Assuming $\xi_n$ is adapted to the filtration $F_n$, the Markov Property is given by \begin{align} \mathbb{P} \left( \xi_n = i_1 \mid F_{m} \right) = \mathbb{P} \left( \xi_n = i_1 \mid \xi_{m} \right), \quad \forall n>m, i_1 \in A \end{align} which intuitively means that the only information that is relevant for future jumps is the most recent information. In your example, the Markov Property is \begin{align} \mathbb{P} \left( \xi_n = i_1 \mid \xi_m = i_2, \xi_{m-1}=i_3, \dots, \xi_1=i_{m+2} \right) = &\mathbb{P} \left( \xi_n = i_1 \mid \xi_{m} =i_2 \right), \\ \forall n>m, i_1 \dots i_{m+2} \in A. \end{align} However, this is not the property that you were given. So the sequence $(\xi_n)_{n \geq 1}$ is not Markov with the information you were given.

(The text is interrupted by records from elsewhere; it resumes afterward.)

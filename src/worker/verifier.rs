use bigdecimal::BigDecimal;

use crate::{
    common::message::ImportMessage,
    domain::{account::AccountInfo, security::SecurityInfo},
    worker::processor::RowContext,
};

/// Checks a row whose ticker has no security: the reported value should
/// match the account's own balance.
pub fn verify_account_balance(
    ctx: &mut RowContext<'_>,
    account: &AccountInfo,
    imported: &BigDecimal,
    ticker: &str,
    security_name: &str,
) {
    let balance = ctx.ledger.current_balance(account.id);
    if *imported != balance {
        ctx.messages.push(ImportMessage::BalanceMismatch {
            account: account.name.clone(),
            have: balance,
            imported: imported.clone(),
            ticker: ticker.to_string(),
            security_name: security_name.to_string(),
        });
    }
}

/// Checks the share count held in the security's sub-account of `account`.
pub fn verify_share_balance(
    ctx: &mut RowContext<'_>,
    account: &AccountInfo,
    security: &SecurityInfo,
    imported_shares: &BigDecimal,
) {
    let Some(sub_account) = ctx.ledger.sub_account_by_name(account.id, &security.name) else {
        ctx.messages.push(ImportMessage::MissingSecurityAccount {
            security: security.name.clone(),
            ticker: security.ticker.clone(),
            account: account.name.clone(),
        });
        return;
    };

    let balance = ctx.ledger.current_balance(sub_account.id);
    if *imported_shares != balance {
        ctx.messages.push(ImportMessage::ShareBalanceMismatch {
            sub_account: sub_account.name,
            ticker: security.ticker.clone(),
            account: account.name.clone(),
            have: balance,
            imported: imported_shares.clone(),
        });
    }
}
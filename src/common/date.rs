use std::ops::RangeInclusive;

use chrono::{Datelike, NaiveDate};

/// ISO dates, as written by the workplace account export.
pub const ISO_DATE_FORMAT: &str = "%Y-%m-%d";
/// Slash dates without zero padding, as written by the quote export.
pub const MARKET_DATE_FORMAT: &str = "%Y/%m/%d";
/// Display form used in the import summary, e.g. `Fri Jan 5, 2024`.
pub const DISPLAY_DATE_FORMAT: &str = "%a %b %-d, %Y";

pub fn parse_date(s: &str, format: &str) -> Result<NaiveDate, chrono::ParseError> {
    NaiveDate::parse_from_str(s.trim(), format)
}

/// Years the host's `YYYYMMDD` encoding can hold.
pub const LEDGER_YEARS: RangeInclusive<i32> = 1..=9999;

/// Encodes a date as the host ledger's `YYYYMMDD` integer. Years before 1
/// encode as 0, which decodes to no date.
pub fn to_date_int(date: NaiveDate) -> u32 {
    let encoded = i64::from(date.year()) * 10_000 + i64::from(date.month() * 100 + date.day());
    u32::try_from(encoded).unwrap_or(0)
}

pub fn from_date_int(date_int: u32) -> Option<NaiveDate> {
    NaiveDate::from_ymd_opt(
        (date_int / 10_000) as i32,
        date_int / 100 % 100,
        date_int % 100,
    )
}

pub fn display_date(date: NaiveDate) -> String {
    date.format(DISPLAY_DATE_FORMAT).to_string()
}

#[cfg(test)]
mod tests {
    use super::*;

    fn ymd(y: i32, m: u32, d: u32) -> NaiveDate {
        NaiveDate::from_ymd_opt(y, m, d).unwrap()
    }

    #[test]
    fn parses_both_export_formats() {
        assert_eq!(parse_date("2024-01-05", ISO_DATE_FORMAT).unwrap(), ymd(2024, 1, 5));
        assert_eq!(parse_date("2024/1/5", MARKET_DATE_FORMAT).unwrap(), ymd(2024, 1, 5));
        assert_eq!(parse_date(" 2024/12/31 ", MARKET_DATE_FORMAT).unwrap(), ymd(2024, 12, 31));
        assert!(parse_date("01/05/2024", ISO_DATE_FORMAT).is_err());
    }

    #[test]
    fn date_int_encoding() {
        assert_eq!(to_date_int(ymd(2024, 1, 5)), 20240105);
        assert_eq!(from_date_int(20240105), Some(ymd(2024, 1, 5)));
        assert_eq!(from_date_int(20240230), None);
    }

    #[test]
    fn date_int_of_negative_year_is_zero() {
        assert_eq!(to_date_int(ymd(-1, 1, 5)), 0);
        assert_eq!(from_date_int(0), None);
        assert!(!LEDGER_YEARS.contains(&-1));
    }

    #[test]
    fn display_matches_summary_style() {
        assert_eq!(display_date(ymd(2024, 1, 5)), "Fri Jan 5, 2024");
    }
}
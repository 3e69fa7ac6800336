use bigdecimal::{BigDecimal, ParseBigDecimalError, RoundingMode};
use num_traits::{ToPrimitive, Zero};

/// Fraction digits kept when a price is re-derived from value / shares.
pub const DERIVED_PRICE_SCALE: i64 = 6;

/// Parses a decimal field from an import file.
///
/// # Examples
/// ```
/// use price_import::common::money::parse_decimal;
///
/// let shares = parse_decimal(" 12.500 ").unwrap();
/// assert_eq!(shares.to_string(), "12.500");
/// assert!(parse_decimal("").is_err());
/// ```
pub fn parse_decimal(s: &str) -> Result<BigDecimal, ParseBigDecimalError> {
    let t = s.trim();
    if t.is_empty() {
        return Err(ParseBigDecimalError::Other("empty amount".into()));
    }
    t.parse()
}

/// Number of fraction digits carried by `value`, e.g. 2 for `15000.00`.
pub fn scale_of(value: &BigDecimal) -> i64 {
    value.as_bigint_and_exponent().1
}

pub fn round_half_even(value: &BigDecimal, scale: i64) -> BigDecimal {
    value.with_scale_round(scale, RoundingMode::HalfEven)
}

/// Chooses the price to record for a reported shares/price/value triple.
///
/// The reported price stands when `shares * price`, rounded half-even to the
/// scale of `value`, reproduces `value`. Otherwise the feed's price carries
/// rounding noise and `value / shares` (half-even, 6 places) is used instead.
/// Zero shares leave nothing to divide by, so the reported price is kept.
pub fn derive_price(shares: &BigDecimal, price: &BigDecimal, value: &BigDecimal) -> BigDecimal {
    if shares.is_zero() {
        return price.clone();
    }
    let product = round_half_even(&(shares * price), scale_of(value));
    if product == *value {
        price.clone()
    } else {
        round_half_even(&(value / shares), DERIVED_PRICE_SCALE)
    }
}

/// Drops trailing fraction zeros down to `min_scale` without changing the value.
pub fn trim_scale(value: &BigDecimal, min_scale: i64) -> BigDecimal {
    let scale = scale_of(value);
    (min_scale..scale)
        .map(|s| round_half_even(value, s))
        .find(|candidate| candidate == value)
        .unwrap_or_else(|| value.clone())
}

pub fn to_f64(value: &BigDecimal) -> f64 {
    value.to_f64().unwrap_or(f64::NAN)
}

/// Percentage change from `old` to `new`, for display only.
pub fn percent_change(old: &BigDecimal, new: &BigDecimal) -> Option<f64> {
    if old.is_zero() {
        return None;
    }
    Some((to_f64(new) / to_f64(old) - 1.0) * 100.0)
}
pub mod app;
pub mod config;

pub mod common {
    pub mod date;
    pub mod error;
    pub mod format;
    pub mod message;
    pub mod money;
}

pub mod domain {
    pub mod account;
    pub mod ledger;
    pub mod security;
    pub mod staged;
}

pub mod io {
    pub mod mapper;
    pub mod reader;
    pub mod writer;
}

pub mod worker {
    pub mod processor;
    pub mod reconciler;
    pub mod session;
    pub mod verifier;

    pub mod handlers {
        pub mod fidelity;
        pub mod yahoo;
    }
}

Imagine that information about 3 consecutive values of $\xi$, $\xi_{n},\xi_{n-1},\xi_{n-2}$, would change the jump probabilities for $\xi_{n+1}$ compared to just having the knowledge of $\xi_n$: \begin{align} \mathbb{P} \left( \xi_{n+1} = i_1 \mid \xi_n = i_2, \xi_{n-1}=i_3,\xi_{n-2}=i_{4} \right) \neq &\mathbb{P} \left( \xi_{n+1} = i_1 \mid \xi_{n} =i_2 \right), \\ \forall n, i_1, i_2, i_3, i_{4} \in A. \end{align} This example is a sequence that would not have the Markov Property, but could still have the property you were given.

EDIT:
Here is a more concrete example: Let $ \left(X_n \right)_{n \geq 0}$ be a sequence of discrete random variables, $X_n \in A = \{ 1,2,\dots,K \} \forall n$, where \begin{align} \mathbb{P} \left(X_{n+1} =a+1 \mid X_n = a \right) &= \frac{2}{3},\quad \forall n, a \in \{ 1,2,\dots,K-1 \} \\ \mathbb{P} \left(X_{n+1} =a \mid X_n = a \right) &= \frac{1}{3},\quad \forall n, a \in \{ 1,2,\dots,K \} \\ \mathbb{P} \left(X_{n+1} =1 \mid X_n = K \right) &= \frac{2}{3},\quad \forall n \\ \mathbb{P} \left( X_{n} = a_1 \mid X_{m} =a_2 , X_k = a_3 \right) &= \mathbb{P} \left( X_{n} = a_1 \mid X_{m} =a_2 \right) \forall n, a_1, a_2, a_3 \in A \end{align} So far, this looks like a Markov Chain, and if no further information about sequence is given, it would be fair to assume it is a Markov Chain (ie. assuming all unspecified probabilities are $0$). Notably, it has the desried property that is given in your problem. However, if it was futhermore given that \begin{align} \mathbb{P} \left( X_{n+1} = 1 \mid X_{n} =a , X_{n-1} = a, X_{n-2} =a \right) &=1 \quad \forall n, a\in A, \end{align} the sequence cannot have the Markov Property (and thus cannot be a Markov Chain) despite having the property given in the problem. This is due to \begin{align} \mathbb{P} \left( X_{n+1} = 1 \mid X_{n} =a , X_{n-1} = a, X_{n-2} =a \right) \neq \mathbb{P} \left( X_{n+1} = 1 \mid X_{n} =a \right) \quad \forall n, a\in A, \end{align} since we would need an equality in the equation above.